■ TASK ■
In the entries below, find the string "never" and return each line holding it.

Collected data:
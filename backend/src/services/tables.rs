//! Tiered table access: tolerant loads, schema discovery, date filtering.
//!
//! Tier schemas are heterogeneous; the engine never special-cases a tier's
//! shape beyond resolving two things from its typed column list: which
//! columns carry user identifiers and which column carries the record date.

use polars::prelude::*;
use std::collections::HashSet;

use crate::db::repository::TierStore;
use crate::models::{DateStamp, Tier};

/// Date column names tried in fixed preference order. The first one present
/// in the schema wins; multiple date columns are never merged.
pub const DATE_COLUMNS: [&str; 4] = ["ingestion_date", "ingestion_timestamp", "date", "timestamp"];

/// Load the full contents of a tier, degrading an unreadable table to an
/// empty frame so one failed tier never aborts a status query.
pub async fn load_tier(store: &dyn TierStore, tier: Tier) -> DataFrame {
    match store.read_tier(tier).await {
        Ok(df) => df,
        Err(e) => {
            log::warn!("tier '{}' unavailable, treating as empty: {}", tier, e);
            DataFrame::empty()
        }
    }
}

/// Column names of a frame as owned strings.
pub fn column_names(df: &DataFrame) -> Vec<String> {
    df.get_column_names()
        .iter()
        .map(|name| name.to_string())
        .collect()
}

/// Every column whose name contains `user_id`, case-insensitively.
pub fn identifier_columns(df: &DataFrame) -> Vec<String> {
    column_names(df)
        .into_iter()
        .filter(|name| name.to_lowercase().contains("user_id"))
        .collect()
}

/// The identifier column used for per-user grouping: an exact `user_id`
/// column when present, otherwise the first identifier-like column.
pub fn primary_identifier_column(df: &DataFrame) -> Option<String> {
    let candidates = identifier_columns(df);
    candidates
        .iter()
        .find(|name| name.as_str() == "user_id")
        .cloned()
        .or_else(|| candidates.into_iter().next())
}

/// The date column this frame will be filtered on, if any.
pub fn resolve_date_column(df: &DataFrame) -> Option<String> {
    let names = column_names(df);
    DATE_COLUMNS
        .iter()
        .find(|candidate| names.iter().any(|n| n == *candidate))
        .map(|c| c.to_string())
}

/// Read one column as stringly values, casting whatever the storage dtype is.
pub fn string_values(df: &DataFrame, column: &str) -> PolarsResult<Vec<Option<String>>> {
    let series = df
        .column(column)?
        .as_materialized_series()
        .cast(&DataType::String)?;
    Ok(series
        .str()?
        .into_iter()
        .map(|v| v.map(|s| s.to_string()))
        .collect())
}

/// Restrict a frame to rows on a single date.
pub fn filter_by_date(df: &DataFrame, date: &DateStamp) -> DataFrame {
    filter_by_dates(df, std::slice::from_ref(date))
}

/// Restrict a frame to rows whose date falls in `dates`.
///
/// The date column is resolved by [`resolve_date_column`]; timestamp-named
/// columns have each value truncated at the first space before comparison
/// against the literal `YYYY-MM-DD` strings. A frame without a usable date
/// column filters to empty (logged, not fatal).
pub fn filter_by_dates(df: &DataFrame, dates: &[DateStamp]) -> DataFrame {
    if df.height() == 0 {
        return df.clone();
    }

    let Some(date_col) = resolve_date_column(df) else {
        log::warn!(
            "no recognized date column among {:?}, treating table as empty for this query",
            column_names(df)
        );
        return DataFrame::empty();
    };

    let truncate = date_col.contains("timestamp");
    let wanted: HashSet<String> = dates.iter().map(|d| d.to_string()).collect();

    let values = match string_values(df, &date_col) {
        Ok(values) => values,
        Err(e) => {
            log::warn!(
                "date column '{}' could not be decoded, treating table as empty: {}",
                date_col,
                e
            );
            return DataFrame::empty();
        }
    };

    let mask: Vec<bool> = values
        .iter()
        .map(|value| match value {
            Some(s) => {
                let day = if truncate {
                    s.split(' ').next().unwrap_or(s.as_str())
                } else {
                    s.as_str()
                };
                wanted.contains(day)
            }
            None => false,
        })
        .collect();

    let mask = BooleanChunked::from_slice("date_mask".into(), &mask);
    match df.filter(&mask) {
        Ok(filtered) => filtered,
        Err(e) => {
            log::warn!("date filter failed, treating table as empty: {}", e);
            DataFrame::empty()
        }
    }
}

/// Distinct non-null identifier values present in a frame, across every
/// identifier-like column.
pub fn identifier_values(df: &DataFrame) -> HashSet<String> {
    let mut values = HashSet::new();
    for column in identifier_columns(df) {
        match string_values(df, &column) {
            Ok(column_values) => values.extend(column_values.into_iter().flatten()),
            Err(e) => log::warn!("identifier column '{}' could not be decoded: {}", column, e),
        }
    }
    values
}
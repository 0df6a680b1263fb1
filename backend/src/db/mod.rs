//! Store access for the tier tables and raw batches.
//!
//! This module follows the Repository pattern: the service layer consumes
//! the abstract [`PipelineStore`] trait, and concrete backends (on-disk
//! parquet, in-memory) are swapped via the factory.
//!
//! # Architecture
//!
//! ```text
//! ┌─────────────────────────────────────────────────────────┐
//! │  Application Layer (REST API, server binary)            │
//! └───────────────────┬─────────────────────────────────────┘
//!                     │
//! ┌───────────────────▼─────────────────────────────────────┐
//! │  Service Layer (services/) - reconciliation engine      │
//! └───────────────────┬─────────────────────────────────────┘
//!                     │
//! ┌───────────────────▼─────────────────────────────────────┐
//! │  Store Traits (repository/) - TierStore / RawStore      │
//! └───────────────────┬─────────────────────────────────────┘
//!                     │
//!     ┌───────────────┴──────────────┐
//!     │  DeltaDirStore │ LocalStore  │
//!     │   (parquet)    │ (in-memory) │
//!     └──────────────────────────────┘
//! ```

#[cfg(not(any(feature = "delta-repo", feature = "local-repo")))]
compile_error!("Enable at least one store backend feature.");

pub mod config;
pub mod factory;
pub mod repositories;
pub mod repository;

pub use config::MonitorConfig;
pub use factory::{StoreFactory, StoreType};
#[cfg(feature = "delta-repo")]
pub use repositories::DeltaDirStore;
#[cfg(feature = "local-repo")]
pub use repositories::LocalStore;
pub use repository::{PipelineStore, RawStore, StoreError, StoreResult, TierStore};

use anyhow::{Context, Result};
use std::sync::{Arc, OnceLock};

/// Global store instance initialized once per process.
static STORE: OnceLock<Arc<dyn PipelineStore>> = OnceLock::new();

/// Initialize the global store singleton from `monitor.toml` or, when no
/// config file is present, from the environment defaults.
pub fn init_store() -> Result<()> {
    if STORE.get().is_some() {
        return Ok(());
    }

    let config = MonitorConfig::from_default_location().unwrap_or_default();
    let store = StoreFactory::create(&config)
        .map_err(|e| anyhow::Error::msg(e.to_string()))
        .context("failed to create store backend")?;
    let _ = STORE.set(store);
    Ok(())
}

/// Get a reference to the global store instance.
pub fn get_store() -> Result<&'static Arc<dyn PipelineStore>> {
    if STORE.get().is_none() {
        let _ = init_store();
    }

    STORE
        .get()
        .context("store not initialized. Call init_store() first.")
}
use std::fmt;

/// One of the four logical storage tiers of the ingestion pipeline.
///
/// The bronze table lands one row roughly per raw ingested record; the three
/// silver tables are derived downstream of bronze and each is expected to
/// receive a copy of every bronze record. Tiers are read-only from this
/// crate's perspective; their lifecycle belongs to the ingestion pipeline.
#[derive(Debug, Clone, Copy, PartialEq, Eq, Hash)]
pub enum Tier {
    Bronze,
    SilverRrBucket,
    SilverVitalsBaseline,
    SilverVitalsSwt,
}

impl Tier {
    /// All tiers, in presentation order.
    pub const ALL: [Tier; 4] = [
        Tier::Bronze,
        Tier::SilverRrBucket,
        Tier::SilverVitalsBaseline,
        Tier::SilverVitalsSwt,
    ];

    /// The three silver sub-tiers.
    pub const SILVER: [Tier; 3] = [
        Tier::SilverRrBucket,
        Tier::SilverVitalsBaseline,
        Tier::SilverVitalsSwt,
    ];

    /// Physical table (directory) name used by the ingestion pipeline.
    pub fn table_name(&self) -> &'static str {
        match self {
            Tier::Bronze => "bronze",
            Tier::SilverRrBucket => "silver_rrbucket",
            Tier::SilverVitalsBaseline => "silver_vitalsbaseline",
            Tier::SilverVitalsSwt => "silver_vitalsswt",
        }
    }

    /// Human-readable column label shown by the dashboard.
    pub fn display_name(&self) -> &'static str {
        match self {
            Tier::Bronze => "Bronze Data",
            Tier::SilverRrBucket => "Silver RRBucket",
            Tier::SilverVitalsBaseline => "Silver VitalsBaseline",
            Tier::SilverVitalsSwt => "Silver VitalSWT",
        }
    }
}

impl fmt::Display for Tier {
    fn fmt(&self, f: &mut fmt::Formatter<'_>) -> fmt::Result {
        f.write_str(self.table_name())
    }
}

#[cfg(test)]
mod tests {
    use super::Tier;

    #[test]
    fn test_tier_order_and_names() {
        let names: Vec<&str> = Tier::ALL.iter().map(|t| t.table_name()).collect();
        assert_eq!(
            names,
            vec![
                "bronze",
                "silver_rrbucket",
                "silver_vitalsbaseline",
                "silver_vitalsswt"
            ]
        );
    }

    #[test]
    fn test_silver_subset() {
        assert!(Tier::SILVER.iter().all(|t| *t != Tier::Bronze));
        assert_eq!(Tier::SILVER.len(), 3);
    }

    #[test]
    fn test_display_uses_table_name() {
        assert_eq!(Tier::SilverVitalsSwt.to_string(), "silver_vitalsswt");
    }
}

■ ANSWER BOX ■
//! Tier schemas are heterogeneous; the engine never special-cases a tier's
/// in the schema wins; multiple date columns are never merged.
/// empty frame so one failed tier never aborts a status query.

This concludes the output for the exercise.